When I was younger I used to do solo coastal sailing on the Dutch Waddensea with all kinds of smallish sailboats ranging from a Norwegian Folkboat to a Windrider 16.
The Dutch Waddensea is a beautiful shallow part of the North Sea, lying between a string of islands and the Dutch coast. There's a distinct tidal effect - the sandbanks dry out at low water and the remaining water rushes to the sea in the deeper channels. I like sailing on "the Wad" because you can often seek shelter or fool the tide on shallow parts, or use the current to make amazing progress.
Sailing wise things changed when I got lucky in love, married and family life came in the way of solo sailing. But I kept dreaming of sail adventures, reading my favourite "dinghy cruising" book over and over.
And then I saw a video of Bernd Kohler sailing his prototype Little Tri. This boat looked like exactly the right boat for me: simple, self-bailing, retractable board and rudder, easy to rig and unrig, probably reasonably fast and last but not least it looks kind of 'special'. I contacted Bernd and bought the first set of plans.
Building took a few months. I launched the boat in the winter and started test sailing. While pottering around my home waters in Amsterdam I made some arrangements for longer trips (anchor, zipper reef in the lateen sail, special AD-sculling oar etc.)
So when the summer came I was all set to finally revisit the Wad.
I had 7 days. First day was a fast and brisk sail on a reach from Amsterdam to the former Zuiderzee harbour Enkhuizen. I sailed 12 knots max (surfing from a wave?) and suspect that my mast got bent a bit on this trip (I only noticed it recently).
Next days the weather was much friendlier and I sailed (and motored) to Texel, the first island. Harbours are full in summer, and the boats have become much bigger since my last sailing trips! But for a small boat there always is a space somewhere.

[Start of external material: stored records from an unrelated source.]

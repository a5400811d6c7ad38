use thiserror::Error;

/// Runtime errors surfaced from the polling loop. The tuning algorithms
/// themselves never fail; everything here comes from a collaborator.
#[derive(Debug, Error, Clone)]
pub enum VfoError {
    #[error("hardware error: {0}")]
    Hardware(String),
    #[error("hardware fault: {0}")]
    HardwareFault(String),
    #[error("configuration error: {0}")]
    Config(String),
}

#[derive(Debug, Error, Clone)]
pub enum BuildError {
    #[error("missing synthesizer")]
    MissingSynthesizer,
    #[error("missing display")]
    MissingDisplay,
    #[error("invalid config: {0}")]
    InvalidConfig(&'static str),
}

pub type Result<T> = eyre::Result<T>;
pub use eyre::Report;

||Little Tri and Bigger Tri
||Little Tri Camp Cruising
||Little Tri near West Terschelling
||Little Tri was the smallest boat in the harbour
I sailed on to the island Terschelling, and anchored on the sandbank next to the harbour entrance. On this beach there are always multihulls and historic type flat bottomed boats anchored. Several multihullers came to inspect the Little Tri. It's already a bit famous through internet exposure. My brother was also anchoring there with his Farrier 22. The F22 is considered a small trimaran but next to my boat it looks huge. I stayed at Terschelling for another day, doing touristy things, barbecued on the sandbank, and then unfortunately it was time to start the return trip to Amsterdam in order to be there in time.
The sailing home was relaxed and uneventful in a good way. I hopped south via a few beautiful Frisian harbour towns. Most sailors I met were interested and amused. One time I was handed coffee and cakes in a shopping bag on a pole from a passing yacht at mid sea.

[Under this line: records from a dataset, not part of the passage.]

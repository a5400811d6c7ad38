//! Switch debounce confirmation.
//!
//! The interrupt side only schedules a delayed confirmation (see
//! `SharedEventQueue::schedule_confirm`); the real decision happens here,
//! ~50 ms later, against the pin level read *at confirmation time*. The
//! timer can fire long after the contact settled or even after it released
//! again, so the latch trusts only the live level, never the state at
//! scheduling time.

/// Level-based two-state latch applied by the delayed confirmation check.
///
/// Not edge-counted: however many redundant confirmations arrive, a held
/// switch produces exactly one press event until it is released.
#[derive(Debug, Default)]
pub struct SwitchDebouncer {
    pressed_latched: bool,
}

impl SwitchDebouncer {
    pub fn new() -> Self {
        Self::default()
    }

    /// Apply one confirmation with the live pin level. Returns true when
    /// this confirmation produced a new press event.
    pub fn confirm(&mut self, pressed_level: bool) -> bool {
        if pressed_level && !self.pressed_latched {
            self.pressed_latched = true;
            return true;
        }
        if !pressed_level && self.pressed_latched {
            self.pressed_latched = false;
        }
        false
    }

    /// Current latch state.
    pub fn is_latched(&self) -> bool {
        self.pressed_latched
    }
}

Some things I (re)learned this trip:
- small boat sailing is fun and relatively stress free.
- an outboard motor is very practical in places with lots of current. Also people have come to expect that you have one. 2 HP seems to be sufficient for this boat.
- motorsailing Little Tri works good (for instance to get the boat just a bit higher to get around a corner) with a sculling oar it is easier to manoeuver at locks/docks than with the motor.
- I overloaded the boat a bit with my camping things and outboard. It was not as fast as when day sailing. Next time I have to think as a backpacker while packing my gear.
- with the right wind and wave condition I can sail quite fast, but overall my speed is probably comparable to a 25 ft cruising yacht.
- I cannot point very high. I think that's a drawback of having the lateen sail.
- I have to make something like the Huntingfords helm impeder, to have more hands free time on long sailing days.
- people like strange little boats. I was invited for drinks more often than ever. Or maybe I just looked helpless?
- sleeping on the trampoline is very comfortable. I pitched a dome tent over most of the trampoline area. When it rained I had to sleep in the cockpit - that was more cramped and a bit noisy because of the sound board effect of little waves slapping the thin hull, but still I slept well after a day sailing.
All in all my little boat did great and proved to be the nice camp cruising dinghy that I hoped it would be. Next year I'll take it for new trips, and it would be great to meet more small boats. So if there are Dutch people reading: start building and go have fun on the water!